Directions for this task:
Could you give back the listing below exactly, every line included?

[Opening Exercise input section]

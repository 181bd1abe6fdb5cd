// Character Ranking - Core Library
// Exposes all modules for use in the admin CLI, the API server, and tests

pub mod character;
pub mod config;
pub mod db;
pub mod directory;
pub mod enroll;
pub mod error;
pub mod leaderboard;
pub mod moderation;
pub mod pairing;
pub mod service;
pub mod store;
pub mod voting;

#[cfg(feature = "server")]
pub mod api;

// Re-export commonly used types
pub use character::{Character, CharacterId, Gender, LEADERBOARD_LIMIT, REPORT_THRESHOLD};
pub use config::Config;
pub use db::{setup_database, Event};
pub use directory::{Directory, DirectoryError, DirectoryProfile, HttpDirectory};
pub use enroll::CreateRequest;
pub use error::{RankingError, RankingResult};
pub use leaderboard::{Leader, Stats, TopFilter};
pub use moderation::ReportOutcome;
pub use pairing::Pair;
pub use service::RankingService;
pub use store::Store;
pub use voting::{VoteOutcome, VoteRequest};

pub const VERSION: &str = env!("CARGO_PKG_VERSION");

[Closing Exercise input section]

Task answer:
repository 181bd1abe6fdb5cd
// Character Ranking - Core Library
// Exposes all modules for use in the admin CLI, the API server, and tests

pub mod character;
pub mod config;
pub mod db;
pub mod directory;
pub mod enroll;
pub mod error;
pub mod leaderboard;
pub mod moderation;
pub mod pairing;
pub mod service;
pub mod store;
pub mod voting;

#[cfg(feature = "server")]
pub mod api;

// Re-export commonly used types
pub use character::{Character, CharacterId, Gender, LEADERBOARD_LIMIT, REPORT_THRESHOLD};
pub use config::Config;
pub use db::{setup_database, Event};
pub use directory::{Directory, DirectoryError, DirectoryProfile, HttpDirectory};
pub use enroll::CreateRequest;
pub use error::{RankingError, RankingResult};
pub use leaderboard::{Leader, Stats, TopFilter};
pub use moderation::ReportOutcome;
pub use pairing::Pair;
pub use service::RankingService;
pub use store::Store;
pub use voting::{VoteOutcome, VoteRequest};

pub const VERSION: &str = env!("CARGO_PKG_VERSION");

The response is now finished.